Canada court dismisses plea to arrest visiting ex-CRPF officer Dhillon
The court dismissed Sikhs for Justice's plea for issuing summons or an arrest warrant against Dhillon even as he left Canada a day earlier than originally planned probably because this hearing was scheduled for Monday.india Updated: May 31, 2017 09:25 IST
A Canadian court has dismissed a plea by Sikhs for Justice for summons or an arrest warrant to be issued against a retired senior police officer from India, on the grounds that his presence in the country had not been “sufficiently proven” by the hardline activist group.
Tejinder Singh Dhillon, who retired as a senior officer of the Central Reserve Police Force and was first denied entry into Canada and then returned to the country courtesy a fresh visa and air ticket provided by its High Commission in New Delhi, is learnt to have left the country for India.
Dhillon left from Toronto airport on Sunday night while he had been scheduled to depart on Monday.
Since Dhillon was en route to Delhi, he was unavailable for comment on his decision to curtail his stay in Canada.
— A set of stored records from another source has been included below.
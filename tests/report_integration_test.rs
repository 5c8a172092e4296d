// Integration tests for the migration report: priorities, density,
// effort bands, and truncation signaling.

use legacymap::config::{default_exclude_patterns, ScanLimits};
use legacymap::server::tools::{dispatch, ServerState};
use serde_json::{json, Value};
use std::fs;
use tempfile::TempDir;

fn state() -> ServerState {
    ServerState::new(ScanLimits::default(), default_exclude_patterns())
}

fn report_for(tmp: &TempDir) -> Value {
    let response = dispatch(&state(), "migration_report", &json!({"path": tmp.path()}));
    let value: Value = serde_json::from_str(&response.to_json()).unwrap();
    assert_eq!(value["status"], "success", "report failed: {}", value);
    value["data"].clone()
}

#[test]
fn report_orders_quick_wins_density_and_refactors() {
    let tmp = TempDir::new().unwrap();
    // Two issues in a long file: a quick win.
    fs::write(
        tmp.path().join("quick.py"),
        format!("print \"a\"\nd.has_key(1)\n{}", "x = 1\n".repeat(100)),
    )
    .unwrap();
    // Six issues packed into six lines: high density.
    fs::write(tmp.path().join("dense.py"), "print \"b\"\n".repeat(6)).unwrap();
    // Eight issues spread across a long file: the major refactor.
    fs::write(
        tmp.path().join("big.py"),
        format!("{}{}", "print \"c\"\n".repeat(8), "y = 2\n".repeat(400)),
    )
    .unwrap();

    let data = report_for(&tmp);

    assert_eq!(data["summary"]["files_requiring_changes"], 3);
    assert_eq!(data["summary"]["total_issues"], 16);

    let quick = data["recommended_order"]["quick_wins"].as_array().unwrap();
    assert_eq!(quick.len(), 1);
    assert!(quick[0]["file"].as_str().unwrap().ends_with("quick.py"));

    let dense = data["recommended_order"]["high_density"].as_array().unwrap();
    assert!(dense[0]["file"].as_str().unwrap().ends_with("dense.py"));
    assert_eq!(dense[0]["density"], 100.0);

    let major = data["recommended_order"]["major_refactors"]
        .as_array()
        .unwrap();
    assert!(major[0]["file"].as_str().unwrap().ends_with("big.py"));

    // 16 issues * 2 min = 32 minutes.
    assert_eq!(data["summary"]["estimated_effort"], "32 minutes");
}

#[test]
fn priority_listing_is_capped_with_overflow_count() {
    let tmp = TempDir::new().unwrap();
    for i in 0..23 {
        fs::write(
            tmp.path().join(format!("f{:02}.py", i)),
            "print \"x\"\n".repeat(i + 1),
        )
        .unwrap();
    }

    let data = report_for(&tmp);
    assert_eq!(data["priority_files"].as_array().unwrap().len(), 20);
    assert_eq!(data["additional_files"], 3);
    assert_eq!(data["summary"]["files_requiring_changes"], 23);
}

#[test]
fn clean_tree_reports_zero_effort_in_minutes() {
    let tmp = TempDir::new().unwrap();
    fs::write(tmp.path().join("modern.py"), "print(\"fine\")\n").unwrap();

    let data = report_for(&tmp);
    assert_eq!(data["summary"]["total_issues"], 0);
    assert_eq!(data["summary"]["estimated_effort"], "0 minutes");
    assert!(data["recommended_order"]["quick_wins"]
        .as_array()
        .unwrap()
        .is_empty());
}

#[test]
fn operation_limit_overflow_is_signaled_not_silent() {
    let tmp = TempDir::new().unwrap();
    for i in 0..6 {
        fs::write(tmp.path().join(format!("f{}.py", i)), "print \"x\"\n").unwrap();
    }

    let limits = ScanLimits {
        max_files_per_operation: 4,
        ..Default::default()
    };
    let state = ServerState::new(limits, default_exclude_patterns());
    let response = dispatch(&state, "migration_report", &json!({"path": tmp.path()}));
    let value: Value = serde_json::from_str(&response.to_json()).unwrap();
    let data = &value["data"];

    assert_eq!(data["summary"]["files_scanned"], 4);
    assert_eq!(data["skipped_count"], 2);
    assert!(data["skipped_reason"]
        .as_str()
        .unwrap()
        .contains("max_files_per_operation"));
}
//! Common type definitions used across the codebase

use serde::{Deserialize, Serialize};
use std::collections::BTreeMap;
use std::path::PathBuf;

/// Severity levels for legacy-pattern issues
#[derive(Debug, Clone, Copy, PartialEq, Eq, PartialOrd, Ord, Hash, Serialize, Deserialize)]
#[serde(rename_all = "lowercase")]
pub enum Severity {
    Error,
    Warning,
    Info,
}

impl Severity {
    pub fn as_str(&self) -> &'static str {
        match self {
            Severity::Error => "error",
            Severity::Warning => "warning",
            Severity::Info => "info",
        }
    }
}

/// Categories of legacy constructs
#[derive(Debug, Clone, Copy, PartialEq, Eq, Hash, Serialize, Deserialize)]
pub enum Category {
    #[serde(rename = "iterators")]
    Iterators,
    #[serde(rename = "text-types")]
    TextTypes,
    #[serde(rename = "operators")]
    Operators,
    #[serde(rename = "syntax")]
    Syntax,
    #[serde(rename = "stdlib-move")]
    StdlibMove,
    #[serde(rename = "builtins")]
    Builtins,
}

impl Category {
    pub fn as_str(&self) -> &'static str {
        match self {
            Category::Iterators => "iterators",
            Category::TextTypes => "text-types",
            Category::Operators => "operators",
            Category::Syntax => "syntax",
            Category::StdlibMove => "stdlib-move",
            Category::Builtins => "builtins",
        }
    }
}

/// Severity scale for runtime-risk flags, independent of legacy severities
#[derive(Debug, Clone, Copy, PartialEq, Eq, PartialOrd, Ord, Hash, Serialize, Deserialize)]
#[serde(rename_all = "lowercase")]
pub enum RiskSeverity {
    High,
    Medium,
    Low,
}

impl RiskSeverity {
    pub fn as_str(&self) -> &'static str {
        match self {
            RiskSeverity::High => "high",
            RiskSeverity::Medium => "medium",
            RiskSeverity::Low => "low",
        }
    }
}

/// One occurrence of a legacy pattern on one line
#[derive(Debug, Clone, PartialEq, Eq, Serialize, Deserialize)]
pub struct LineIssue {
    pub file: PathBuf,
    pub line: usize,
    pub code: String,
    pub message: String,
    pub suggested_fix: String,
    pub severity: Severity,
    pub category: Category,
    /// Trimmed source text of the flagged line
    pub source: String,
}

/// One occurrence of a runtime-semantic risk on one line
#[derive(Debug, Clone, PartialEq, Eq, Serialize, Deserialize)]
pub struct RuntimeRiskFlag {
    pub line: usize,
    pub issue: String,
    pub reason: String,
    pub severity: RiskSeverity,
    pub source: String,
}

/// Scan aggregate for a single file.
///
/// Invariant: `total == issues.len()`.
#[derive(Debug, Clone, Serialize, Deserialize)]
pub struct FileScanResult {
    pub path: PathBuf,
    pub issues: Vec<LineIssue>,
    pub total: usize,
    /// Line count of the scanned file, used for density calculations
    pub lines: usize,
}

impl FileScanResult {
    pub fn new(path: PathBuf, issues: Vec<LineIssue>, lines: usize) -> Self {
        let total = issues.len();
        Self {
            path,
            issues,
            total,
            lines,
        }
    }

    /// Issues per line. A zero-line file has density 0.
    pub fn density(&self) -> f64 {
        if self.lines == 0 {
            0.0
        } else {
            self.total as f64 / self.lines as f64
        }
    }
}

/// Why a file was skipped during an aggregate scan.
///
/// Skipped files are reported distinctly: "not scanned" never counts as
/// "clean" downstream.
#[derive(Debug, Clone, Copy, PartialEq, Eq, Serialize, Deserialize)]
#[serde(rename_all = "kebab-case")]
pub enum SkipReason {
    SizeLimit,
    OperationLimit,
}

#[derive(Debug, Clone, Serialize, Deserialize)]
pub struct SkippedFile {
    pub path: PathBuf,
    pub reason: SkipReason,
}

/// A per-file failure recorded during a batch scan
#[derive(Debug, Clone, Serialize, Deserialize)]
pub struct FileError {
    pub path: PathBuf,
    pub message: String,
}

/// Aggregate over a scanned file set.
///
/// Invariants: `sum(by_rule) == total_issues` and
/// `files_with_issues <= files_scanned`.
#[derive(Debug, Clone, Default, Serialize, Deserialize)]
pub struct CorpusSummary {
    pub files_scanned: usize,
    pub files_with_issues: usize,
    pub total_issues: usize,
    pub by_category: BTreeMap<String, usize>,
    pub by_severity: BTreeMap<String, usize>,
    pub by_rule: BTreeMap<String, usize>,
}

impl CorpusSummary {
    /// Pure fold over per-file results; nothing is mutated incrementally
    /// outside this constructor.
    pub fn from_results(results: &[FileScanResult]) -> Self {
        let mut summary = CorpusSummary {
            files_scanned: results.len(),
            ..Default::default()
        };
        for file in results {
            if file.total > 0 {
                summary.files_with_issues += 1;
            }
            for issue in &file.issues {
                summary.total_issues += 1;
                *summary
                    .by_category
                    .entry(issue.category.as_str().to_string())
                    .or_insert(0) += 1;
                *summary
                    .by_severity
                    .entry(issue.severity.as_str().to_string())
                    .or_insert(0) += 1;
                *summary.by_rule.entry(issue.code.clone()).or_insert(0) += 1;
            }
        }
        summary
    }
}

/// Full result of one aggregate directory scan
#[derive(Debug, Clone, Serialize, Deserialize)]
pub struct DirectoryScan {
    pub root: PathBuf,
    pub files: Vec<FileScanResult>,
    pub summary: CorpusSummary,
    pub skipped: Vec<SkippedFile>,
    pub errors: Vec<FileError>,
}

/// Derived, transient report pairing an original scan with a converted scan
/// of the same logical file.
///
/// `fixed` is floored at zero per rule; `introduced` tracks rules present
/// only in the converted output and is kept separate from `remaining` so a
/// conversion that introduces a new pattern never skews the fix rate.
#[derive(Debug, Clone, Serialize, Deserialize)]
pub struct ConversionDelta {
    pub fixed_by_rule: BTreeMap<String, usize>,
    pub remaining_by_rule: BTreeMap<String, usize>,
    pub introduced_by_rule: BTreeMap<String, usize>,
    pub total_original: usize,
    pub total_fixed: usize,
    pub total_remaining: usize,
    pub total_introduced: usize,
    /// `None` when the original scan had no issues (reported as "N/A")
    pub fix_rate: Option<f64>,
    pub lines_added: usize,
    pub lines_removed: usize,
}

impl ConversionDelta {
    /// Percentage rendering used in reports; "N/A" when undefined.
    pub fn fix_rate_display(&self) -> String {
        match self.fix_rate {
            Some(rate) => format!("{:.1}%", rate * 100.0),
            None => "N/A".to_string(),
        }
    }
}

#[cfg(test)]
mod tests {
    use super::*;
    use std::path::Path;

    fn issue(code: &str, category: Category, severity: Severity) -> LineIssue {
        LineIssue {
            file: PathBuf::from("a.py"),
            line: 1,
            code: code.to_string(),
            message: String::new(),
            suggested_fix: String::new(),
            severity,
            category,
            source: String::new(),
        }
    }

    #[test]
    fn corpus_summary_total_matches_rule_counts() {
        let files = vec![
            FileScanResult::new(
                Path::new("a.py").to_path_buf(),
                vec![
                    issue("PY2-ITER-001", Category::Iterators, Severity::Error),
                    issue("PY2-ITER-001", Category::Iterators, Severity::Error),
                    issue("PY2-TYPE-004", Category::TextTypes, Severity::Info),
                ],
                10,
            ),
            FileScanResult::new(Path::new("b.py").to_path_buf(), vec![], 5),
        ];
        let summary = CorpusSummary::from_results(&files);
        assert_eq!(summary.files_scanned, 2);
        assert_eq!(summary.files_with_issues, 1);
        assert_eq!(summary.total_issues, 3);
        assert_eq!(summary.by_rule.values().sum::<usize>(), summary.total_issues);
        assert_eq!(summary.by_rule["PY2-ITER-001"], 2);
        assert_eq!(summary.by_severity["info"], 1);
    }

    #[test]
    fn density_on_empty_file_is_zero() {
        let result = FileScanResult::new(PathBuf::from("empty.py"), vec![], 0);
        assert_eq!(result.density(), 0.0);
    }
}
However, that may have been precipitated by the private prosecution initiated SFJ on Friday.
The case came up before the Ontario Court of Justice in Toronto on Monday, which did not issue either a summons or an arrest warrant, noting that Dhillon’s presence in Canada had not been “sufficiently proved.”
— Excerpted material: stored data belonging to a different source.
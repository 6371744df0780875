mod common;

use common::{RecordingAudio, DT};
use noize_voice::rhythm::{
    bpm_for, BattleResult, Grade, Judgment, RhythmBattle, HIT_ZONE_Y, LANES, OFFSCREEN_Y, SPAWN_Y,
};
use noize_voice::AudioSink;

const NO_PRESS: [bool; LANES] = [false; LANES];

#[test]
fn notes_spawn_on_the_beat_while_music_plays() {
    let mut rng = common::rng();
    let mut audio = RecordingAudio::default();
    let mut battle = RhythmBattle::new();
    battle.start("make_some_noize", &mut audio);
    assert_eq!(battle.bpm(), 140.0);
    assert_eq!(audio.playing(), Some("make_some_noize"));

    for _ in 0..60 {
        assert!(battle.update(DT, NO_PRESS, &mut audio, &mut rng).is_none());
    }
    assert_eq!(battle.notes().len(), 2);
    assert!(battle.notes().iter().all(|n| n.y < SPAWN_Y && !n.hit));
}

#[test]
fn no_notes_spawn_without_music() {
    let mut rng = common::rng();
    let mut audio = RecordingAudio::default();
    let mut battle = RhythmBattle::new();
    battle.start("vidihay", &mut audio);
    audio.pause_music();

    battle.update(2.0, NO_PRESS, &mut audio, &mut rng);
    assert!(battle.notes().is_empty());
}

#[test]
fn presses_are_judged_by_distance_to_the_hit_line() {
    let mut audio = RecordingAudio::default();
    let mut battle = RhythmBattle::new();
    battle.start("vselennaya", &mut audio);

    battle.spawn_note(0, HIT_ZONE_Y + 10.0, 0.0);
    battle.spawn_note(1, HIT_ZONE_Y - 60.0, 0.0);
    battle.spawn_note(2, HIT_ZONE_Y + 100.0, 0.0);

    assert_eq!(battle.press_lane(0, &mut audio), Judgment::Perfect);
    assert_eq!(battle.score(), 100);
    assert_eq!(battle.press_lane(1, &mut audio), Judgment::Good);
    assert_eq!(battle.score(), 155);
    assert_eq!(battle.combo(), 2);

    assert_eq!(battle.press_lane(2, &mut audio), Judgment::Miss);
    assert_eq!(battle.combo(), 0);
    assert_eq!(battle.score(), 155);
    assert_eq!(audio.played("rhythm_hit"), 2);
}

#[test]
fn pressing_an_empty_lane_breaks_the_combo() {
    let mut audio = RecordingAudio::default();
    let mut battle = RhythmBattle::new();
    battle.start("igra_slov", &mut audio);

    battle.spawn_note(0, HIT_ZONE_Y, 0.0);
    battle.press_lane(0, &mut audio);
    assert_eq!(battle.combo(), 1);

    assert_eq!(battle.press_lane(3, &mut audio), Judgment::Miss);
    assert_eq!(battle.combo(), 0);
}

#[test]
fn notes_leaving_the_screen_reset_the_combo() {
    let mut rng = common::rng();
    let mut audio = RecordingAudio::default();
    let mut battle = RhythmBattle::new();
    battle.start("mercedes", &mut audio);

    battle.spawn_note(0, HIT_ZONE_Y, 0.0);
    battle.press_lane(0, &mut audio);
    battle.spawn_note(1, OFFSCREEN_Y + 1.0, 300.0);

    battle.update(DT, NO_PRESS, &mut audio, &mut rng);
    assert_eq!(battle.combo(), 0);
    assert!(battle.notes().iter().all(|n| n.lane != 1));
}

#[test]
fn battle_ends_once_music_stops_and_notes_clear() {
    let mut rng = common::rng();
    let mut audio = RecordingAudio::default();
    let mut battle = RhythmBattle::new();
    battle.start("make_some_noize", &mut audio);

    for _ in 0..40 {
        battle.spawn_note(0, HIT_ZONE_Y, 0.0);
        assert_eq!(battle.press_lane(0, &mut audio), Judgment::Perfect);
    }
    audio.stop_music();

    let result = battle.update(0.2, NO_PRESS, &mut audio, &mut rng);
    assert_eq!(
        result,
        Some(BattleResult {
            score: 11_800,
            max_combo: 40,
            grade: Grade::S,
        })
    );
    assert!(!battle.is_active());
    assert!(battle.update(DT, NO_PRESS, &mut audio, &mut rng).is_none());
}

#[test]
fn silent_battle_ends_with_the_lowest_grade() {
    let mut rng = common::rng();
    let mut audio = RecordingAudio::default();
    audio.toggle_music();
    let mut battle = RhythmBattle::new();
    battle.start("vidihay", &mut audio);

    let result = battle.update(DT, NO_PRESS, &mut audio, &mut rng).unwrap();
    assert_eq!(result.grade, Grade::D);
    assert_eq!(result.score, 0);
}

#[test]
fn cancel_stops_the_track_without_a_result() {
    let mut rng = common::rng();
    let mut audio = RecordingAudio::default();
    let mut battle = RhythmBattle::new();
    battle.start("vselennaya", &mut audio);
    battle.spawn_note(2, HIT_ZONE_Y, 0.0);

    battle.cancel(&mut audio);
    assert!(!battle.is_active());
    assert!(battle.notes().is_empty());
    assert_eq!(audio.playing(), None);
    assert!(battle.update(DT, NO_PRESS, &mut audio, &mut rng).is_none());
}

#[test]
fn unknown_tracks_use_the_default_tempo() {
    assert_eq!(bpm_for("not_a_track"), 120.0);
    assert_eq!(bpm_for("igra_slov"), 160.0);
    assert_eq!(Grade::S.reward(), (50, 50));
    assert_eq!(Grade::D.reward(), (10, 0));
}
Gurpatwant Pannun, legal advisor to SFJ, reacted, “It is travesty of justice that we were asked to prove Dhillon’s presence in the country while (the) Indian police officer was brought back to Toronto by the (Justin) Trudeau government on Canada’s expense after issuing a public apology.”
Pannun said SFJ will appeal the decision: “We are filing an application under Access to Information Act to get the official records of Dhillon’s entry and exit in Canada from CSBA (Canadian Border Services Agency).”
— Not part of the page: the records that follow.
use crate::ability::Ability;
use crate::progression::{ProgressEvent, Progression};
use crate::rhythm::Grade;
use std::collections::BTreeSet;
use tracing::{debug, info, warn};

#[derive(Debug, Clone, Copy, PartialEq, Eq)]
pub enum QuestKind {
    MainStory,
    SideQuest,
    Collection,
    Exploration,
    RhythmChallenge,
    Biography,
}

#[derive(Debug, Clone, Copy, PartialEq, Eq)]
pub enum RewardKind {
    Health,
    Energy,
    Cassette,
    Memory,
    Diary,
    Ability,
}

#[derive(Debug, Clone, PartialEq)]
pub struct QuestReward {
    pub kind: RewardKind,
    pub value: String,
    pub amount: u32,
}

impl QuestReward {
    pub fn health(amount: u32) -> Self {
        Self { kind: RewardKind::Health, value: String::new(), amount }
    }

    pub fn energy(amount: u32) -> Self {
        Self { kind: RewardKind::Energy, value: String::new(), amount }
    }

    pub fn item(kind: RewardKind, value: &str) -> Self {
        Self { kind, value: value.to_string(), amount: 1 }
    }

    fn apply(&self, progress: &mut Progression) {
        match self.kind {
            RewardKind::Health => progress.heal(self.amount),
            RewardKind::Energy => progress.restore_energy(self.amount),
            RewardKind::Cassette => {
                progress.collect_cassette(&self.value);
            }
            RewardKind::Memory => {
                progress.unlock_memory(&self.value);
            }
            RewardKind::Diary => {
                progress.read_diary(&self.value);
            }
            RewardKind::Ability => match Ability::from_id(&self.value) {
                Some(ability) => {
                    progress.unlock_ability(ability);
                }
                None => warn!(ability = %self.value, "unknown_reward_ability"),
            },
        }
    }
}

#[derive(Debug, Clone, PartialEq)]
pub struct QuestObjective {
    pub id: String,
    pub description: String,
    pub target: u32,
    pub current: u32,
    pub completed: bool,
}

impl QuestObjective {
    pub fn new(id: &str, description: &str, target: u32) -> Self {
        Self {
            id: id.to_string(),
            description: description.to_string(),
            target,
            current: 0,
            completed: false,
        }
    }
}

#[derive(Debug, Clone, PartialEq)]
pub struct Quest {
    pub id: String,
    pub title: String,
    pub description: String,
    pub kind: QuestKind,
    pub objectives: Vec<QuestObjective>,
    pub rewards: Vec<QuestReward>,
    pub main_quest: bool,
    pub completed: bool,
}

impl Quest {
    pub fn new(id: &str, title: &str, description: &str, kind: QuestKind) -> Self {
        Self {
            id: id.to_string(),
            title: title.to_string(),
            description: description.to_string(),
            kind,
            objectives: Vec::new(),
            rewards: Vec::new(),
            main_quest: false,
            completed: false,
        }
    }

    pub fn objective(mut self, id: &str, description: &str, target: u32) -> Self {
        self.objectives.push(QuestObjective::new(id, description, target));
        self
    }

    pub fn reward(mut self, reward: QuestReward) -> Self {
        self.rewards.push(reward);
        self
    }

    pub fn main(mut self) -> Self {
        self.main_quest = true;
        self
    }

    pub fn progress(&self) -> f32 {
        if self.objectives.is_empty() {
            return if self.completed { 1.0 } else { 0.0 };
        }
        let done = self.objectives.iter().filter(|o| o.completed).count();
        done as f32 / self.objectives.len() as f32
    }
}

pub fn default_quests() -> Vec<Quest> {
    vec![
        Quest::new(
            "main_retrieve_voice",
            "Retrieve the Voice",
            "Find every stolen track and face Barkov.",
            QuestKind::MainStory,
        )
        .objective("collect_all_cassettes", "Collect all 6 cassettes", 6)
        .objective("defeat_barkov", "Defeat Barkov", 1)
        .reward(QuestReward::item(RewardKind::Ability, "ULTIMATE_COMBO"))
        .main(),
        Quest::new(
            "side_street_performances",
            "Street Performances",
            "Play the street stages of the city.",
            QuestKind::SideQuest,
        )
        .objective("find_street_stages", "Find 3 street stages", 3)
        .reward(QuestReward::energy(50))
        .reward(QuestReward::item(RewardKind::Memory, "street_performer_memory")),
        Quest::new(
            "side_dorm_memories",
            "Dorm Memories",
            "Read the diaries left around the dormitory.",
            QuestKind::Biography,
        )
        .objective("read_dorm_diaries", "Read 5 diaries", 5)
        .reward(QuestReward::item(RewardKind::Memory, "university_complete_memory"))
        .reward(QuestReward::health(25)),
        Quest::new(
            "collection_all_secrets",
            "Collector",
            "Uncover every secret hidden in the world.",
            QuestKind::Collection,
        )
        .objective("find_secrets", "Find 15 secrets", 15)
        .reward(QuestReward::item(RewardKind::Cassette, "bonus_track"))
        .reward(QuestReward::item(RewardKind::Memory, "complete_biography")),
        Quest::new(
            "rhythm_master",
            "Rhythm Master",
            "Finish rhythm battles with a perfect grade.",
            QuestKind::RhythmChallenge,
        )
        .objective("perfect_rhythm_battles", "Earn an S grade 5 times", 5)
        .reward(QuestReward::item(RewardKind::Ability, "RHYTHM_MASTER"))
        .reward(QuestReward::energy(20)),
    ]
}

#[derive(Debug, Clone)]
pub struct QuestTracker {
    active: Vec<Quest>,
    completed: BTreeSet<String>,
}

impl Default for QuestTracker {
    fn default() -> Self {
        Self::new()
    }
}

impl QuestTracker {
    pub fn new() -> Self {
        Self::with_quests(default_quests())
    }

    pub fn with_quests(quests: Vec<Quest>) -> Self {
        Self {
            active: quests,
            completed: BTreeSet::new(),
        }
    }

    pub fn active_quests(&self) -> &[Quest] {
        &self.active
    }

    pub fn completed_quests(&self) -> &BTreeSet<String> {
        &self.completed
    }

    pub fn is_completed(&self, quest_id: &str) -> bool {
        self.completed.contains(quest_id)
    }

    pub fn quest_progress(&self, quest_id: &str) -> f32 {
        self.active
            .iter()
            .find(|q| q.id == quest_id)
            .map(Quest::progress)
            .unwrap_or(1.0)
    }

    pub fn has_active_main_quest(&self) -> bool {
        self.active.iter().any(|q| q.main_quest)
    }

    /// Returns the ids of quests completed by this call.
    pub fn update_objective(
        &mut self,
        objective_id: &str,
        increment: u32,
        progress: &mut Progression,
    ) -> Vec<String> {
        let mut finished = Vec::new();

        for quest in self.active.iter_mut() {
            let mut touched = false;
            for objective in quest
                .objectives
                .iter_mut()
                .filter(|o| o.id == objective_id && !o.completed)
            {
                objective.current = objective.current.saturating_add(increment);
                touched = true;
                if objective.current >= objective.target {
                    objective.completed = true;
                    debug!(quest = %quest.id, objective = %objective.id, "objective_completed");
                }
            }

            if touched && !quest.completed && quest.objectives.iter().all(|o| o.completed) {
                quest.completed = true;
                finished.push(quest.id.clone());
            }
        }

        if finished.is_empty() {
            return finished;
        }

        let (done, still_active): (Vec<Quest>, Vec<Quest>) =
            std::mem::take(&mut self.active)
                .into_iter()
                .partition(|q| q.completed);
        self.active = still_active;

        for quest in done {
            info!(quest = %quest.id, title = %quest.title, "quest_completed");
            for reward in &quest.rewards {
                reward.apply(progress);
            }
            self.completed.insert(quest.id);
        }

        finished
    }

    /// Counters come from a loaded progression; quests they finish are not
    /// paid out again.
    pub fn restore_from(&mut self, progress: &Progression) {
        let secrets = progress.found_secrets().len() as u32;
        let counts = [
            ("collect_all_cassettes", progress.cassette_count() as u32),
            ("defeat_barkov", u32::from(progress.is_level_completed("final_boss"))),
            ("find_secrets", secrets),
            ("find_street_stages", secrets),
            ("read_dorm_diaries", progress.read_diaries().len() as u32),
        ];

        for quest in self.active.iter_mut() {
            for objective in quest.objectives.iter_mut() {
                if let Some((_, count)) = counts.iter().find(|(id, _)| *id == objective.id) {
                    objective.current = (*count).min(objective.target);
                    objective.completed = objective.current >= objective.target;
                }
            }
            quest.completed =
                !quest.objectives.is_empty() && quest.objectives.iter().all(|o| o.completed);
        }

        let (done, still_active): (Vec<Quest>, Vec<Quest>) =
            std::mem::take(&mut self.active)
                .into_iter()
                .partition(|q| q.completed);
        self.active = still_active;
        for quest in done {
            debug!(quest = %quest.id, "quest_restored");
            self.completed.insert(quest.id);
        }
    }

    pub fn handle_event(&mut self, event: &ProgressEvent, progress: &mut Progression) -> Vec<String> {
        let mut finished = Vec::new();
        let mut bump = |tracker: &mut Self, id: &str, progress: &mut Progression| {
            finished.extend(tracker.update_objective(id, 1, progress));
        };

        match event {
            ProgressEvent::CassetteCollected(_) => bump(self, "collect_all_cassettes", progress),
            ProgressEvent::BossDefeated => bump(self, "defeat_barkov", progress),
            ProgressEvent::SecretFound(_) => {
                bump(self, "find_secrets", progress);
                bump(self, "find_street_stages", progress);
            }
            ProgressEvent::DiaryRead(_) => bump(self, "read_dorm_diaries", progress),
            ProgressEvent::RhythmBattleGraded(Grade::S) => {
                bump(self, "perfect_rhythm_battles", progress)
            }
            ProgressEvent::RhythmBattleGraded(_)
            | ProgressEvent::EnemyDefeated(_)
            | ProgressEvent::AbilityUnlocked(_) => {}
        }

        finished
    }
}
SFJ had earlier argued that the country’s criminal code allowed for “extra territorial jurisdiction to Canadian Courts to prosecute foreign officials for torture committed outside when that official is present in Canada.”
While Dhillon spent much of his career in the CRPF and in a training capacity, SFJ pinned its case on the period of Dhillon’s deputation to the Punjab Police and the Punjab Armed Police, filing an affidavit relating to torture.
Pannun earlier alleged, in a statement, “With evidence in hand, there are reasonable and probable grounds to believe that during Dhillon’s tenure as DIG Jalandhar range, Sikh nationalists were tortured by the police officials under his command for propagating Khalistan. We are seeking arrest warrants against Dhillon so he could face trial in Canada for the crime of commanding and counselling torture.”
Dhillon originally arrived in Canada on May 18 and after a harrowing experience that lasted nearly 24 hours in which he was denied entry in the country and placed on a flight back to India.
However, following expressions of regret from both the Canadian High Commission in Delhi and Canada’s Immigration, Refugees and Citizenship department, he returned to Canada and attended the wedding and reception of a niece in a suburb of Toronto.